Penggunaan Obat Kombinasi non-ACT Ada beberapa keadaan, dimana penggunaan obat kombinasi non-ACT ini boleh dilakukan: 1. Apabila pola resistensi masih rendah dan belum terjadi multiresistensi 2. Belum tersedianya obat golongan artemisinin. Contoh kombinasi obat non-ACT: a) Klorokuin + Sulfadoksin-Pirimetamin b) SP + Kina c) Klorokuin + Doksisiklin/Tetrasiklin d) SP + Doksisiklin/Tetrasiklin e) Kina + Doksisiklin/Tetrasiklin f) Kina + Klindamisin
Obat Anti Malaria untuk Pengobatan Malaria Berat Artesunate (1flacon = 60 mg artesunic acid0, dilarutkan dalam 1 ml 5% sodium bicarbonate(pelarutnya) untuk menjadi larutan sodium artesunate, kemudian dilarutkan dalam 5 ml 5% dextrose untuk siap diberikan intra- venous/intra-muscular Dosis 2,4 mg/kg BB pada hari pertama diberikan tiap 12 jam, kemudian dilanjutkan dosis 2,4 mg/kg BB pada hari ke 2-7/24 jam. Tidak diperlukan penyesuaian/penurunan dosis pada gangguan fungsi ginjal/hati; tidak menyebabkan hipo-glikemia dan tidak menimbulkan aritmiahipotensi Artemeter (1 flacon = 80 mg) Dosis: 3,2 mg/kg BB i.m sebagai dosis loading dibagi 2 dosis 9tiap 12 jam) hari pertama, diikuti dengan 1,6 mg/kg BB/24 jam selama 4 hari. Karena pemberian intramuskuler absorpsinya sering tidak menentu. Tidak menimbulkan hipoglikemia. Kina HCL (1 Ampul = 220 mg) DOsis 10 mg/kg BB Kina HCL dalam 500cc cairan 5 % Dextrose (atau NaCl 0,9%) selama 6 jam-8 jam, selanjutnya diberikan dengan dosis yang sama diberikan tiap 6-8 jam. Tergantung status kebutuhan cairan 1500-2000cc.
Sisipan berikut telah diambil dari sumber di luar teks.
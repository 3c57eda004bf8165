//! Existing-connection snapshot and `jack_lsp -c` listing parser

use std::collections::HashSet;

/// Set of directed `(source, dest)` connection pairs
///
/// `jack_lsp -c` lists every connection from both endpoints, so a wired pair
/// usually appears here in both orders. The reconciler only ever checks the
/// source-to-destination order it intends to create.
#[derive(Debug, Clone, Default, PartialEq, Eq)]
pub struct Connections {
    pairs: HashSet<(String, String)>,
}

impl Connections {
    /// Parse a `jack_lsp -c` style listing: a non-indented line names a port,
    /// each indented non-blank line under it is a connected target.
    pub fn parse(listing: &str) -> Self {
        let mut pairs = HashSet::new();
        let mut current: Option<String> = None;
        for line in listing.lines() {
            let indented = line.starts_with(|c: char| c.is_whitespace());
            let trimmed = line.trim();
            if !indented && !trimmed.is_empty() {
                current = Some(trimmed.to_string());
                continue;
            }
            let Some(source) = &current else {
                continue;
            };
            if !trimmed.is_empty() {
                pairs.insert((source.clone(), trimmed.to_string()));
            }
        }
        Self { pairs }
    }

    pub fn contains(&self, source: &str, dest: &str) -> bool {
        self.pairs
            .contains(&(source.to_string(), dest.to_string()))
    }

    pub fn insert(&mut self, source: &str, dest: &str) {
        self.pairs.insert((source.to_string(), dest.to_string()));
    }

    pub fn len(&self) -> usize {
        self.pairs.len()
    }

    pub fn is_empty(&self) -> bool {
        self.pairs.is_empty()
    }
}

/// Outcome of the connection query
///
/// `Unknown` means the listing could not be obtained; it carries no information
/// about the graph, and in particular does not mean "no connections exist".
/// Policy for `Unknown` belongs to the reconciler.
#[derive(Debug, Clone, PartialEq, Eq)]
pub enum ConnectionQuery {
    Known(Connections),
    Unknown,
}

impl ConnectionQuery {
    /// Whether the pair is known to already exist. `Unknown` reports `false`
    /// for every pair, so every desired connection gets attempted.
    pub fn contains(&self, source: &str, dest: &str) -> bool {
        match self {
            ConnectionQuery::Known(connections) => connections.contains(source, dest),
            ConnectionQuery::Unknown => false,
        }
    }

    pub fn is_unknown(&self) -> bool {
        matches!(self, ConnectionQuery::Unknown)
    }
}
Dosis loading 20 mg/kg BB dipakai bila jelas tidam memakai kina 24 jamsebelumnya atau mefloquin, penderitanya tidak usia lanjut dan tidak ada Q-Tc memanjang pada rekaman EKG. Kina HCL dapat juga diberikan intra muskuler yang dalam pada paha. Kinidin Gluconate Dosis 10 mg/kg BB per infuse selama 2 jam dilanjutkan 0,02 mg/kg/menit sampai parasit < 1%, digantikan oral 3 x 600 mg sampai negative. Obat-obat Suppositoria pada Malaria Berat Artesunate (50 mg/ 100 mg/ 400 mg) Dosis 10mg/kg BB diberikan dosis tunggal 400mg pada orang dewasa. Artemisinin Dosis 10-40 mg/kg BB diberikan pada 0 jam, 4, 12, 24, 48, dan 72 jam. Dihidroartemisinin 40 mg, 80 mg Dosis dewasa 80 mg dan dilanjutkan 40 mg pada jam 24 dan 48.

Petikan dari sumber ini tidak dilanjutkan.